About this task — Taking the data below line by line, count those that include the word "builds" and report the number alone.

* * * * * * *

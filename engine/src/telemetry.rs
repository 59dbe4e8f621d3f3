//! Telemetry and Observability
//!
//! Sets up `tracing-subscriber` for structured logging. Logs always go to
//! stderr so streamed answers on stdout stay clean.

use tracing_subscriber::{fmt, layer::SubscriberExt, util::SubscriberInitExt, EnvFilter};

/// Build the filter directive for a configured level.
///
/// Priority: `RUST_LOG` env var > `log_level` parameter.
fn env_filter(log_level: &str) -> EnvFilter {
    let default_filter = format!("{},lexis_engine={}", log_level, log_level);
    EnvFilter::try_from_default_env().unwrap_or_else(|_| EnvFilter::new(default_filter))
}

/// Initialize the tracing subscriber with the given log level from config.
///
/// In debug builds: pretty-printed terminal output.
/// In release builds: JSON structured output with the current span, so a
/// research run's rounds can be correlated by conversation.
pub fn init_telemetry_with_level(log_level: &str) {
    let env_filter = env_filter(log_level);

    #[cfg(debug_assertions)]
    {
        tracing_subscriber::registry()
            .with(env_filter)
            .with(
                fmt::layer()
                    .pretty()
                    .with_target(false)
                    .with_writer(std::io::stderr),
            )
            .try_init()
            .ok();
    }

    #[cfg(not(debug_assertions))]
    {
        tracing_subscriber::registry()
            .with(env_filter)
            .with(
                fmt::layer()
                    .json()
                    .with_current_span(true)
                    .with_writer(std::io::stderr),
            )
            .try_init()
            .ok();
    }
}

/// Initialize the tracing subscriber with default settings.
///
/// Used before the config is loaded, or when it failed to load.
pub fn init_telemetry() {
    init_telemetry_with_level("info");
}

#[cfg(test)]
mod tests {
    use super::*;

    #[test]
    fn test_init_is_idempotent() {
        init_telemetry_with_level("debug");
        init_telemetry();
    }
}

* * * * * * *

Output — 2